Apple Silicon vs Intel — What to Know
Homebrew on Apple Silicon installs to /opt/homebrew instead of /usr/local. This matters if you're following older tutorials that hardcode Intel paths.
If you need to check your architecture:
uname -m
arm64= Apple Silicon (M1/M2/M3/M4)x86_64= Intel
Nearly all Homebrew packages now have native ARM bottles, so you rarely need Rosetta 2 translation. If a package lacks an ARM build, Homebrew compiles from source automatically — it just takes longer.
Troubleshooting
"command not found: brew" — The PATH wasn't set up. Run the eval command from Step 2, or add it to your ~/.zprofile manually and restart Terminal.

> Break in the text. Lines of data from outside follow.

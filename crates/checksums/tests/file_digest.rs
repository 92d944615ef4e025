//! Digest rendering and streaming behaviour as seen by the transfer engine.

use std::fs;

use checksums::{FileDigest, Md5, digest_reader};
use proptest::prelude::*;

// ============================================================================
// RFC 1321 vectors in wire rendering
// ============================================================================

#[test]
fn rfc1321_vectors_render_without_leading_zeros() {
    let vectors: [(&[u8], &str); 4] = [
        (b"", "d41d8cd98f00b204e9800998ecf8427e"),
        (b"a", "cc175b9c0f1b6a831c399e269772661"),
        (b"abc", "900150983cd24fb0d6963f7d28e17f72"),
        (b"message digest", "f96b697d7cb7938d525a2f31aaf161d0"),
    ];
    for (input, expected) in vectors {
        assert_eq!(
            FileDigest::from_bytes(Md5::digest(input)).as_str(),
            expected,
            "input {:?}",
            String::from_utf8_lossy(input)
        );
    }
}

#[test]
fn digest_of_file_matches_in_memory_digest() {
    let dir = tempfile::tempdir().expect("tempdir");
    let path = dir.path().join("payload.bin");
    let mut data = vec![0u8; 100_000];
    for (index, byte) in data.iter_mut().enumerate() {
        *byte = (index * 31 % 256) as u8;
    }
    data[50_000] = 0;
    fs::write(&path, &data).expect("write payload");

    let from_file = digest_reader(fs::File::open(&path).expect("open")).expect("digest file");
    assert_eq!(from_file, FileDigest::from_bytes(Md5::digest(&data)));
}

#[test]
fn empty_reader_yields_digest_of_nothing() {
    let digest = digest_reader(std::io::empty()).expect("digest");
    assert_eq!(digest.as_str(), "d41d8cd98f00b204e9800998ecf8427e");
}

proptest! {
    #[test]
    fn chunking_does_not_change_the_digest(
        data in proptest::collection::vec(any::<u8>(), 0..4096),
        chunk in 1usize..512,
    ) {
        let mut hasher = Md5::new();
        for piece in data.chunks(chunk) {
            hasher.update(piece);
        }
        prop_assert_eq!(hasher.finish(), FileDigest::from_bytes(Md5::digest(&data)));
    }

    #[test]
    fn rendering_never_starts_with_zero_unless_zero(bytes in any::<[u8; 16]>()) {
        let rendered = FileDigest::from_bytes(bytes);
        prop_assert!(rendered.as_str() == "0" || !rendered.as_str().starts_with('0'));
        prop_assert!(rendered.as_str().len() <= 32);
    }
}
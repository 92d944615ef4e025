use super::*;
use std::fs;
use std::path::{Path, PathBuf};

fn relative_paths(walker: Walker) -> Vec<PathBuf> {
    walker
        .map(|entry| entry.expect("walker entry").relative_path().to_path_buf())
        .collect()
}

#[test]
fn missing_root_fails_to_build() {
    let error = WalkBuilder::new("/nonexistent/path/for/walker")
        .build()
        .expect_err("missing root should fail");
    assert!(error.is_root());
    assert!(matches!(error.kind(), WalkErrorKind::Root { .. }));
    assert_eq!(error.path(), Path::new("/nonexistent/path/for/walker"));
}

#[test]
fn single_file_root_yields_one_entry() {
    let temp = tempfile::tempdir().expect("tempdir");
    let file = temp.path().join("file.txt");
    fs::write(&file, b"contents").expect("write");

    let mut walker = WalkBuilder::new(&file).build().expect("build walker");
    let entry = walker.next().expect("entry").expect("entry ok");
    assert!(entry.is_root());
    assert_eq!(entry.kind(), EntryKind::File);
    assert_eq!(entry.len(), 8);
    assert!(entry.relative_path().as_os_str().is_empty());
    assert_eq!(entry.full_path(), file);
    assert!(walker.next().is_none());
}

#[test]
fn empty_directory_root_yields_only_itself() {
    let temp = tempfile::tempdir().expect("tempdir");
    let root = temp.path().join("empty");
    fs::create_dir(&root).expect("create root");

    let entries: Vec<WalkEntry> = WalkBuilder::new(&root)
        .build()
        .expect("build walker")
        .collect::<Result<_, _>>()
        .expect("entries");
    assert_eq!(entries.len(), 1);
    assert_eq!(entries[0].kind(), EntryKind::Directory);
    assert!(entries[0].file_name().is_none());
}

#[test]
fn directories_precede_their_contents_in_path_order() {
    let temp = tempfile::tempdir().expect("tempdir");
    let root = temp.path().join("root");
    fs::create_dir_all(root.join("a/deeper")).expect("dirs");
    fs::create_dir(root.join("b")).expect("dir b");
    fs::write(root.join("a/inner.txt"), b"data").expect("write inner");
    fs::write(root.join("a/deeper/z.bin"), b"\0").expect("write deep");
    fs::write(root.join("a-sibling"), b"data").expect("write sibling");
    fs::write(root.join("c.txt"), b"data").expect("write file");

    let paths = relative_paths(WalkBuilder::new(&root).include_root(false).build().expect("walker"));
    assert_eq!(
        paths,
        vec![
            PathBuf::from("a"),
            PathBuf::from("a/deeper"),
            PathBuf::from("a/deeper/z.bin"),
            PathBuf::from("a/inner.txt"),
            PathBuf::from("a-sibling"),
            PathBuf::from("b"),
            PathBuf::from("c.txt"),
        ]
    );

    let mut sorted = paths.clone();
    sorted.sort();
    assert_eq!(paths, sorted, "walk order equals Path ordering");
}

#[test]
fn depth_and_file_name_track_position() {
    let temp = tempfile::tempdir().expect("tempdir");
    let root = temp.path().join("root");
    fs::create_dir_all(root.join("nested")).expect("create nested");
    fs::write(root.join("nested/file.txt"), b"data").expect("write nested file");

    let entries: Vec<WalkEntry> = WalkBuilder::new(&root)
        .build()
        .expect("walker")
        .collect::<Result<_, _>>()
        .expect("entries");
    let depths: Vec<usize> = entries.iter().map(WalkEntry::depth).collect();
    assert_eq!(depths, vec![0, 1, 2]);
    assert_eq!(
        entries[2].file_name(),
        Some(std::ffi::OsStr::new("file.txt"))
    );
    assert_eq!(entries[2].full_path(), root.join("nested/file.txt"));
}

#[cfg(unix)]
#[test]
fn symlinks_resolve_to_their_targets_by_default() {
    use std::os::unix::fs::symlink;

    let temp = tempfile::tempdir().expect("tempdir");
    let root = temp.path().join("root");
    let target = temp.path().join("target");
    fs::create_dir(&root).expect("create root");
    fs::create_dir(&target).expect("create target");
    fs::write(target.join("inner.txt"), b"data").expect("write inner");
    symlink(&target, root.join("link")).expect("create symlink");

    let entries: Vec<WalkEntry> = WalkBuilder::new(&root)
        .include_root(false)
        .build()
        .expect("walker")
        .collect::<Result<_, _>>()
        .expect("entries");
    assert_eq!(entries.len(), 2);
    assert_eq!(entries[0].relative_path(), Path::new("link"));
    assert_eq!(entries[0].kind(), EntryKind::Directory);
    assert_eq!(entries[1].relative_path(), Path::new("link/inner.txt"));
    assert_eq!(entries[1].kind(), EntryKind::File);
}

#[cfg(unix)]
#[test]
fn symlinks_are_reported_verbatim_when_not_followed() {
    use std::os::unix::fs::symlink;

    let temp = tempfile::tempdir().expect("tempdir");
    let root = temp.path().join("root");
    let target = temp.path().join("target");
    fs::create_dir(&root).expect("create root");
    fs::create_dir(&target).expect("create target");
    fs::write(target.join("inner.txt"), b"data").expect("write inner");
    symlink(&target, root.join("link")).expect("create symlink");

    let walker = WalkBuilder::new(&root)
        .follow_symlinks(false)
        .include_root(false)
        .build()
        .expect("walker");
    let kinds: Vec<EntryKind> = walker.map(|entry| entry.expect("entry").kind()).collect();
    assert_eq!(kinds, vec![EntryKind::Symlink]);
}

#[cfg(unix)]
#[test]
fn dangling_symlink_is_reported_as_link() {
    use std::os::unix::fs::symlink;

    let temp = tempfile::tempdir().expect("tempdir");
    let root = temp.path().join("root");
    fs::create_dir(&root).expect("create root");
    symlink(temp.path().join("nowhere"), root.join("dangling")).expect("symlink");

    let mut walker = WalkBuilder::new(&root).include_root(false).build().expect("walker");
    let entry = walker.next().expect("entry").expect("entry ok");
    assert_eq!(entry.kind(), EntryKind::Symlink);
    assert!(walker.next().is_none());
}

#[cfg(unix)]
#[test]
fn symlink_cycles_are_entered_once() {
    use std::os::unix::fs::symlink;

    let temp = tempfile::tempdir().expect("tempdir");
    let root = temp.path().join("root");
    fs::create_dir(&root).expect("create root");
    symlink(&root, root.join("self")).expect("symlink");

    let paths = relative_paths(WalkBuilder::new(&root).include_root(false).build().expect("walker"));
    assert_eq!(paths, vec![PathBuf::from("self")]);
}
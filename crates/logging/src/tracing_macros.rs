//! crates/logging/src/tracing_macros.rs
//! Convenience macros for xfer-specific tracing.
//!
//! These macros provide ergonomic wrappers around standard tracing macros
//! with the targets of the xfer subsystems. Warnings and errors are emitted
//! with the plain `tracing` macros and the constants in [`crate::target`].

/// Emit a sender-side protocol trace.
///
/// # Example
/// ```ignore
/// trace_send!("announced {} ({} bytes)", path, size);
/// ```
#[macro_export]
macro_rules! trace_send {
    ($($arg:tt)*) => {
        $crate::tracing::debug!(target: "xfer::sender", $($arg)*);
    };
}

/// Emit a receiver-side protocol trace.
///
/// # Example
/// ```ignore
/// trace_recv!("disposition for {}: {}", path, disposition);
/// ```
#[macro_export]
macro_rules! trace_recv {
    ($($arg:tt)*) => {
        $crate::tracing::debug!(target: "xfer::receiver", $($arg)*);
    };
}

/// Emit a connection lifecycle trace.
///
/// # Example
/// ```ignore
/// trace_connect!("connect from {}", peer);
/// ```
#[macro_export]
macro_rules! trace_connect {
    ($($arg:tt)*) => {
        $crate::tracing::debug!(target: "xfer::connect", $($arg)*);
    };
}

/// Emit a wire-level token trace.
///
/// # Example
/// ```ignore
/// trace_proto!("read token {:?}", token);
/// ```
#[macro_export]
macro_rules! trace_proto {
    ($($arg:tt)*) => {
        $crate::tracing::trace!(target: "xfer::protocol", $($arg)*);
    };
}

/// Emit a statistics trace.
///
/// # Example
/// ```ignore
/// trace_stats!("transferred {} bytes", bytes);
/// ```
#[macro_export]
macro_rules! trace_stats {
    ($($arg:tt)*) => {
        $crate::tracing::info!(target: "xfer::stats", $($arg)*);
    };
}

/// Emit a file list trace.
///
/// # Example
/// ```ignore
/// trace_flist!("found {} entries in {:?}", count, dir);
/// ```
#[macro_export]
macro_rules! trace_flist {
    ($($arg:tt)*) => {
        $crate::tracing::debug!(target: "xfer::flist", $($arg)*);
    };
}
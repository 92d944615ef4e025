//! Expansion of sender roots into announced items.

use std::borrow::Cow;
use std::ffi::OsStr;
use std::io;
use std::path::{Component, Path, PathBuf};

use logging::trace_flist;
use protocol::{PATH_SEPARATOR, TransferItem};
use walk::{EntryKind, WalkBuilder, WalkEntry, WalkError, Walker};

use crate::mtime::to_epoch_millis;

/// An item together with the local file it is read from.
#[derive(Clone, Debug, Eq, PartialEq)]
pub struct SourceItem {
    source: PathBuf,
    item: TransferItem,
}

impl SourceItem {
    /// Pairs an announced item with its local source.
    pub fn new(source: impl Into<PathBuf>, item: TransferItem) -> Self {
        Self {
            source: source.into(),
            item,
        }
    }

    /// Local path the body is read from.
    #[must_use]
    pub fn source(&self) -> &Path {
        &self.source
    }

    /// Item as announced on the wire.
    #[must_use]
    pub const fn item(&self) -> &TransferItem {
        &self.item
    }
}

/// One step of a root expansion.
#[derive(Debug)]
pub enum Expansion {
    /// An item to send.
    Item(SourceItem),
    /// An entry that is neither a file nor a directory.
    Unsupported(PathBuf),
    /// An entry whose name cannot be carried in a path token.
    Unencodable(PathBuf),
}

/// Items of one sender root in transfer order.
///
/// A directory root yields its own entry first and then every descendant in
/// path order; any other root yields a single item. Relative paths start with
/// the root's final component. A root without a final component (`/`) has
/// no name to announce, so its own entry is skipped and its children land
/// directly in the receiver's target directory.
#[derive(Debug)]
pub struct RootItems {
    prefix: Vec<u8>,
    walker: Walker,
}

impl RootItems {
    /// Starts expanding `root`.
    pub fn new(root: &Path) -> Result<Self, WalkError> {
        let prefix = match root_name(root) {
            Some(name) => name_bytes(name)
                .ok_or_else(|| {
                    WalkError::root(
                        root.to_path_buf(),
                        io::Error::new(
                            io::ErrorKind::InvalidData,
                            "root name cannot be carried in a path token",
                        ),
                    )
                })?
                .into_owned(),
            None => Vec::new(),
        };
        Self::with_prefix(root, prefix)
    }

    fn with_prefix(root: &Path, prefix: Vec<u8>) -> Result<Self, WalkError> {
        let walker = WalkBuilder::new(root).build()?;
        Ok(Self { prefix, walker })
    }

    fn convert(&self, entry: &WalkEntry) -> Expansion {
        let Some(relative) = wire_path(&self.prefix, entry.relative_path()) else {
            return Expansion::Unencodable(entry.full_path().to_path_buf());
        };
        let mod_time = entry.modified().map_or(0, to_epoch_millis);
        let item = match entry.kind() {
            EntryKind::Directory => TransferItem::directory(relative, mod_time),
            EntryKind::File => TransferItem::file(relative, entry.len(), mod_time),
            EntryKind::Symlink | EntryKind::Other => {
                return Expansion::Unsupported(entry.full_path().to_path_buf());
            }
        };
        Expansion::Item(SourceItem::new(entry.full_path(), item))
    }
}

impl Iterator for RootItems {
    type Item = Result<Expansion, WalkError>;

    fn next(&mut self) -> Option<Self::Item> {
        loop {
            let entry = match self.walker.next()? {
                Ok(entry) => entry,
                Err(error) => return Some(Err(error)),
            };
            // An empty path token ends the item loop on the receiver.
            if self.prefix.is_empty() && entry.is_root() {
                trace_flist!("root {} has no name, sending its contents", entry.full_path().display());
                continue;
            }
            return Some(Ok(self.convert(&entry)));
        }
    }
}

fn root_name(root: &Path) -> Option<&OsStr> {
    root.components().rev().find_map(|component| match component {
        Component::Normal(name) => Some(name),
        _ => None,
    })
}

/// Raw bytes of one file name as carried on the wire.
#[cfg(unix)]
fn name_bytes(name: &OsStr) -> Option<Cow<'_, [u8]>> {
    use std::os::unix::ffi::OsStrExt;
    Some(Cow::Borrowed(name.as_bytes()))
}

#[cfg(not(unix))]
fn name_bytes(name: &OsStr) -> Option<Cow<'_, [u8]>> {
    name.to_str().map(|name| Cow::Borrowed(name.as_bytes()))
}

fn wire_path(prefix: &[u8], relative: &Path) -> Option<Vec<u8>> {
    let mut path = prefix.to_vec();
    for component in relative.components() {
        if let Component::Normal(name) = component {
            if !path.is_empty() {
                path.push(PATH_SEPARATOR);
            }
            path.extend_from_slice(&name_bytes(name)?);
        }
    }
    Some(path)
}

#[cfg(test)]
mod tests {
    use super::*;
    use std::fs;

    fn items(root: &Path) -> Vec<TransferItem> {
        RootItems::new(root)
            .expect("expand")
            .map(|step| match step.expect("step") {
                Expansion::Item(item) => item.item().clone(),
                Expansion::Unsupported(path) | Expansion::Unencodable(path) => {
                    panic!("unexpected {}", path.display())
                }
            })
            .collect()
    }

    #[test]
    fn directory_root_leads_with_itself() {
        let temp = tempfile::tempdir().expect("tempdir");
        let root = temp.path().join("photos");
        fs::create_dir_all(root.join("2024")).expect("dirs");
        fs::write(root.join("2024/a.jpg"), b"jpeg").expect("write");
        fs::write(root.join("index.txt"), b"").expect("write");

        let listed = items(&root);
        let paths: Vec<&[u8]> = listed.iter().map(TransferItem::relative_path).collect();
        assert_eq!(
            paths,
            [
                b"photos".as_slice(),
                b"photos/2024",
                b"photos/2024/a.jpg",
                b"photos/index.txt"
            ]
        );
        assert!(listed[0].is_directory());
        assert_eq!(listed[2].size(), 4);
        assert_eq!(listed[3].size(), 0);
    }

    #[test]
    fn file_root_is_a_single_item() {
        let temp = tempfile::tempdir().expect("tempdir");
        let file = temp.path().join("notes.md");
        fs::write(&file, b"# notes").expect("write");

        let listed = items(&file);
        assert_eq!(listed.len(), 1);
        assert_eq!(listed[0].relative_path(), b"notes.md");
        assert_eq!(listed[0].size(), 7);
        assert!(listed[0].mod_time() > 0);
    }

    #[test]
    fn root_name_ignores_trailing_dot_components() {
        assert_eq!(root_name(Path::new("/srv/data/.")), Some(OsStr::new("data")));
        assert_eq!(root_name(Path::new("/")), None);
        assert_eq!(
            wire_path(b"", Path::new("etc/hosts")).as_deref(),
            Some(b"etc/hosts".as_slice())
        );
    }

    #[test]
    fn nameless_root_sends_only_its_contents() {
        let temp = tempfile::tempdir().expect("tempdir");
        fs::create_dir(temp.path().join("etc")).expect("dir");
        fs::write(temp.path().join("etc/hosts"), b"127.0.0.1").expect("write");
        fs::write(temp.path().join("motd"), b"hi").expect("write");

        let listed: Vec<TransferItem> = RootItems::with_prefix(temp.path(), Vec::new())
            .expect("expand")
            .map(|step| match step.expect("step") {
                Expansion::Item(item) => item.item().clone(),
                other => panic!("unexpected {other:?}"),
            })
            .collect();
        let paths: Vec<&[u8]> = listed.iter().map(TransferItem::relative_path).collect();
        assert_eq!(paths, [b"etc".as_slice(), b"etc/hosts", b"motd"]);
        assert!(paths.iter().all(|path| !path.is_empty()));
    }

    #[cfg(unix)]
    #[test]
    fn filesystem_root_never_announces_an_empty_path() {
        let mut items = RootItems::new(Path::new("/")).expect("expand /");
        if let Some(Ok(Expansion::Item(first))) = items.next() {
            assert!(!first.item().relative_path().is_empty());
            assert!(!first.item().relative_path().starts_with(b"/"));
        }
    }

    #[cfg(unix)]
    #[test]
    fn non_utf8_names_keep_distinct_wire_paths() {
        use std::ffi::OsString;
        use std::os::unix::ffi::OsStringExt;

        let temp = tempfile::tempdir().expect("tempdir");
        let root = temp.path().join("r");
        fs::create_dir(&root).expect("dir");
        let first = root.join(OsString::from_vec(b"a\xfe".to_vec()));
        let second = root.join(OsString::from_vec(b"a\xff".to_vec()));
        if fs::write(&first, b"1").is_err() || fs::write(&second, b"2").is_err() {
            // The filesystem only accepts UTF-8 names.
            return;
        }

        let listed = items(&root);
        let paths: Vec<&[u8]> = listed.iter().map(TransferItem::relative_path).collect();
        assert_eq!(paths, [b"r".as_slice(), b"r/a\xfe", b"r/a\xff"]);
        assert_eq!(
            listed[2].local_path().expect("local path"),
            Path::new("r").join(OsString::from_vec(b"a\xff".to_vec()))
        );
    }
}
use crate::error::WalkError;
use crate::walker::Walker;
use std::path::PathBuf;

/// Configures a traversal rooted at one source path.
#[derive(Clone, Debug)]
pub struct WalkBuilder {
    root: PathBuf,
    follow_symlinks: bool,
    include_root: bool,
}

impl WalkBuilder {
    /// Creates a builder for `root`.
    ///
    /// Defaults: symlinks are followed and the root itself is the first entry.
    #[must_use]
    pub fn new<P: Into<PathBuf>>(root: P) -> Self {
        Self {
            root: root.into(),
            follow_symlinks: true,
            include_root: true,
        }
    }

    /// Configures whether symlinks are resolved.
    ///
    /// When enabled, a symlink is reported with its target's metadata and a
    /// symlink to a directory is descended into under the link's own relative
    /// path. Canonical directory paths are tracked so a link cycle is entered
    /// only once.
    #[must_use]
    pub const fn follow_symlinks(mut self, follow: bool) -> Self {
        self.follow_symlinks = follow;
        self
    }

    /// Controls whether the root entry is yielded before its descendants.
    #[must_use]
    pub const fn include_root(mut self, include: bool) -> Self {
        self.include_root = include;
        self
    }

    /// Inspects the root and returns the iterator.
    pub fn build(self) -> Result<Walker, WalkError> {
        Walker::new(self.root, self.follow_symlinks, self.include_root)
    }
}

"Permission denied" during install — Make sure you own /opt/homebrew:
sudo chown -R $(whoami) /opt/homebrew
Slow installs — If Homebrew is compiling from source instead of downloading a bottle, you'll see ==> Building from source. This is normal for niche packages but shouldn't happen for common ones. Run brew doctor to check for issues.
"already installed" warning — Not an error. Use brew upgrade <pkg> if you want the latest version.
Packages conflict with system tools — Homebrew installs to /opt/homebrew/bin which appears before system paths. If you need the system version, use the full path (e.g., /usr/bin/python3).
Summary
Homebrew turns macOS into a proper development environment with one install command. For homelab work — scanning networks with nmap, managing Pi configs over SSH, downloading firmware — it fills the gaps that macOS leaves out of the box.